___ Data under study
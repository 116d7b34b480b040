//! Client registry contract.

use async_trait::async_trait;

use crate::domain::entities::client::ClientRegistration;
use crate::errors::DomainResult;

/// Lookup of registered OAuth2 clients
#[async_trait]
pub trait ClientRegistry: Send + Sync {
    /// Find a client registered in `realm`
    ///
    /// # Returns
    /// * `Ok(Some(ClientRegistration))` - Client found
    /// * `Ok(None)` - No such client in the realm
    async fn find_client(&self, client_id: &str, realm: &str)
        -> DomainResult<Option<ClientRegistration>>;
}
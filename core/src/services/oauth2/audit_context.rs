//! Side channel carrying audit correlation ids for the current request.

use std::collections::HashMap;
use std::sync::atomic::{AtomicBool, Ordering};
use std::sync::Mutex;

use crate::errors::{DomainError, DomainResult};

/// Property under which the refresh token's audit tracking id is recorded
pub const OAUTH2_GRANT: &str = "oauth2_grant";

/// Request-scoped audit properties
pub trait AuditContext: Send + Sync {
    fn put_property(&self, key: &str, value: &str) -> DomainResult<()>;
}

/// Records properties as fields of the current tracing span
///
/// Fields the span did not declare are ignored.
#[derive(Debug, Default, Clone, Copy)]
pub struct TracingAuditContext;

impl AuditContext for TracingAuditContext {
    fn put_property(&self, key: &str, value: &str) -> DomainResult<()> {
        tracing::Span::current().record(key, value);
        Ok(())
    }
}

/// Keeps properties in memory
#[derive(Debug, Default)]
pub struct RecordingAuditContext {
    properties: Mutex<HashMap<String, String>>,
    should_fail: AtomicBool,
}

impl RecordingAuditContext {
    pub fn new() -> Self {
        Self::default()
    }

    pub fn set_should_fail(&self, should_fail: bool) {
        self.should_fail.store(should_fail, Ordering::SeqCst);
    }

    pub fn property(&self, key: &str) -> Option<String> {
        self.properties
            .lock()
            .ok()
            .and_then(|properties| properties.get(key).cloned())
    }
}

impl AuditContext for RecordingAuditContext {
    fn put_property(&self, key: &str, value: &str) -> DomainResult<()> {
        if self.should_fail.load(Ordering::SeqCst) {
            return Err(DomainError::internal("audit context unavailable"));
        }
        self.properties
            .lock()
            .map_err(|_| DomainError::internal("audit context lock poisoned"))?
            .insert(key.to_string(), value.to_string());
        Ok(())
    }
}
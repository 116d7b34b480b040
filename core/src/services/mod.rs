//! Business services containing domain logic and use cases.

pub mod audit;
pub mod oauth2;
pub mod reaper;

// Re-export commonly used types
pub use audit::{AuditService, AuditServiceConfig};
pub use oauth2::{
    AccessTokenService, AuditContext, ClientAuthenticator, ConfigProviderSettingsFactory,
    ConfigUrisFactory, DefaultProviderSettings, GrantTypeHandler, OAuth2Uris, OAuth2UrisFactory,
    ProviderSettings, ProviderSettingsFactory, RecordingAuditContext, RefreshTokenExchange,
    RefreshTokenGrantHandler, SecretClientAuthenticator, TracingAuditContext,
};
pub use reaper::{
    spawn_reaper_task, spawn_reapers, BatchReaper, BatchTally, CompletionGuard, CompletionSignal,
    CountDownLatch, ExpiryProcess, ExpiryProcessKind, ProcessDependencies, ProcessRegistry,
    ReapStats, RecordOutcome, SessionExpiryProcess,
};
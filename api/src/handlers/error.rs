//! OAuth2 error responses.

use actix_web::http::header::{self, CacheControl, CacheDirective};
use actix_web::http::StatusCode;
use actix_web::HttpResponse;
use tracing::{error, warn};

use cts_core::errors::OAuth2Error;
use cts_shared::OAuth2ErrorResponse;

const SERVER_ERROR_DESCRIPTION: &str = "The server encountered an unexpected error";

/// Render an OAuth2 error as the token endpoint JSON body
///
/// Server error details are logged, never returned.
pub fn oauth2_error_response(err: &OAuth2Error) -> HttpResponse {
    let status =
        StatusCode::from_u16(err.status_code()).unwrap_or(StatusCode::INTERNAL_SERVER_ERROR);

    let body = match err {
        OAuth2Error::Server { description } => {
            error!(error = %description, "Token request failed");
            OAuth2ErrorResponse::new(err.error_code(), SERVER_ERROR_DESCRIPTION)
        }
        _ => {
            warn!(error = err.error_code(), description = err.description(), "Token request rejected");
            err.to_response()
        }
    };

    let mut response = HttpResponse::build(status);
    response
        .insert_header(CacheControl(vec![CacheDirective::NoStore]))
        .insert_header((header::PRAGMA, "no-cache"));
    if matches!(err, OAuth2Error::InvalidClient { .. }) {
        response.insert_header((header::WWW_AUTHENTICATE, "Basic"));
    }
    response.json(body)
}
//! Resource owner lookups against `cts_resource_owners`.

use async_trait::async_trait;
use sqlx::MySqlPool;

use cts_core::domain::entities::identity::Identity;
use cts_core::errors::{DomainError, DomainResult, OAuth2Error};
use cts_core::repositories::identity::IdentityManager;

use crate::InfrastructureError;

/// Stored state of a resource owner
#[derive(Debug, Clone, Copy, PartialEq, Eq)]
pub enum OwnerStatus {
    Active,
    Inactive,
    /// The owner exists but may not be authorized
    Locked,
}

impl OwnerStatus {
    pub fn as_str(&self) -> &'static str {
        match self {
            Self::Active => "active",
            Self::Inactive => "inactive",
            Self::Locked => "locked",
        }
    }

    pub fn parse(s: &str) -> Option<Self> {
        match s.to_ascii_lowercase().as_str() {
            "active" => Some(Self::Active),
            "inactive" => Some(Self::Inactive),
            "locked" => Some(Self::Locked),
            _ => None,
        }
    }

    /// Map a stored status to the identity manager contract
    pub fn resolve(self, owner_id: &str, realm: &str) -> DomainResult<Option<Identity>> {
        match self {
            Self::Active => Ok(Some(Identity::active(owner_id, realm))),
            Self::Inactive => Ok(None),
            Self::Locked => Err(OAuth2Error::unauthorized_client(format!(
                "identity {}@{} is locked",
                owner_id, realm
            ))
            .into()),
        }
    }
}

/// MySQL implementation of IdentityManager
#[derive(Clone)]
pub struct MySqlIdentityManager {
    pool: MySqlPool,
}

impl MySqlIdentityManager {
    pub fn new(pool: MySqlPool) -> Self {
        Self { pool }
    }
}

#[async_trait]
impl IdentityManager for MySqlIdentityManager {
    async fn get_resource_owner_identity(
        &self,
        owner_id: &str,
        realm: &str,
    ) -> DomainResult<Option<Identity>> {
        let status: Option<String> =
            sqlx::query_scalar("SELECT status FROM cts_resource_owners WHERE id = ? AND realm = ?")
                .bind(owner_id)
                .bind(realm)
                .fetch_optional(&self.pool)
                .await
                .map_err(|e| DomainError::from(InfrastructureError::Database(e)))?;

        let Some(status) = status else {
            return Ok(None);
        };

        OwnerStatus::parse(&status)
            .ok_or_else(|| {
                DomainError::from(InfrastructureError::decode(format!(
                    "owner {}@{} has unknown status '{}'",
                    owner_id, realm, status
                )))
            })?
            .resolve(owner_id, realm)
    }
}
//! Paged query contract driving the reaper.

use async_trait::async_trait;
use chrono::{DateTime, Utc};

use crate::domain::entities::partial_token::PartialToken;
use crate::domain::entities::token::TokenType;
use crate::errors::DomainResult;

/// Which records a reaper query selects
#[derive(Debug, Clone, Copy, PartialEq, Eq, Hash)]
pub enum ReaperFilter {
    /// Records of any kind whose TTL expiry is at or before the cutoff
    ExpiredTokens,
    /// Sessions whose max-session expiry is at or before the cutoff
    MaxSessionTimeExpired,
    /// Sessions whose idle expiry is at or before the cutoff
    IdleTimeoutExpired,
}

impl ReaperFilter {
    pub fn matches(&self, token: &PartialToken, cutoff: DateTime<Utc>) -> bool {
        match self {
            Self::ExpiredTokens => token.expires_at <= cutoff,
            Self::MaxSessionTimeExpired => {
                token.token_type == TokenType::Session
                    && token.max_session_expires_at.is_some_and(|at| at <= cutoff)
            }
            Self::IdleTimeoutExpired => {
                token.token_type == TokenType::Session
                    && token.idle_expires_at.is_some_and(|at| at <= cutoff)
            }
        }
    }

    pub fn as_str(&self) -> &'static str {
        match self {
            Self::ExpiredTokens => "expired_tokens",
            Self::MaxSessionTimeExpired => "max_session_time_expired",
            Self::IdleTimeoutExpired => "idle_timeout_expired",
        }
    }
}

/// A cursor over expired records, read one bounded page at a time
///
/// # Paging convention
/// * `Ok(Some(page))` - a non-empty page. Implementations never yield an
///   empty page; an empty read is reported as exhaustion.
/// * `Ok(None)` - the query is exhausted. Every later call keeps returning
///   `Ok(None)`.
/// * `Err(_)` - the read failed; callers stop pulling from this cursor.
///
/// After [`close`](ReaperQuery::close) every call fails with
/// `CoreTokenError::CursorClosed`.
#[async_trait]
pub trait ReaperQuery: Send {
    /// Fetch the next page of partial tokens
    async fn next_page(&mut self) -> DomainResult<Option<Vec<PartialToken>>>;

    /// Release the underlying cursor resource. Idempotent.
    fn close(&mut self);
}

/// Opens one reaper query per reap run
#[async_trait]
pub trait ReaperQueryFactory: Send + Sync {
    /// Open a query selecting records matching `filter` at `cutoff`
    ///
    /// # Arguments
    /// * `filter` - Which expiry column is compared against the cutoff
    /// * `cutoff` - Records expiring at or before this instant are selected
    /// * `page_size` - Maximum number of records per page
    async fn open(
        &self,
        filter: ReaperFilter,
        cutoff: DateTime<Utc>,
        page_size: usize,
    ) -> DomainResult<Box<dyn ReaperQuery>>;
}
______
- [Work request]
Scan the material line by line and report each one that contains "empty".

- [Solution]
/// * `Ok(Some(page))` - a non-empty page. Implementations never yield an
///   empty page; an empty read is reported as exhaustion.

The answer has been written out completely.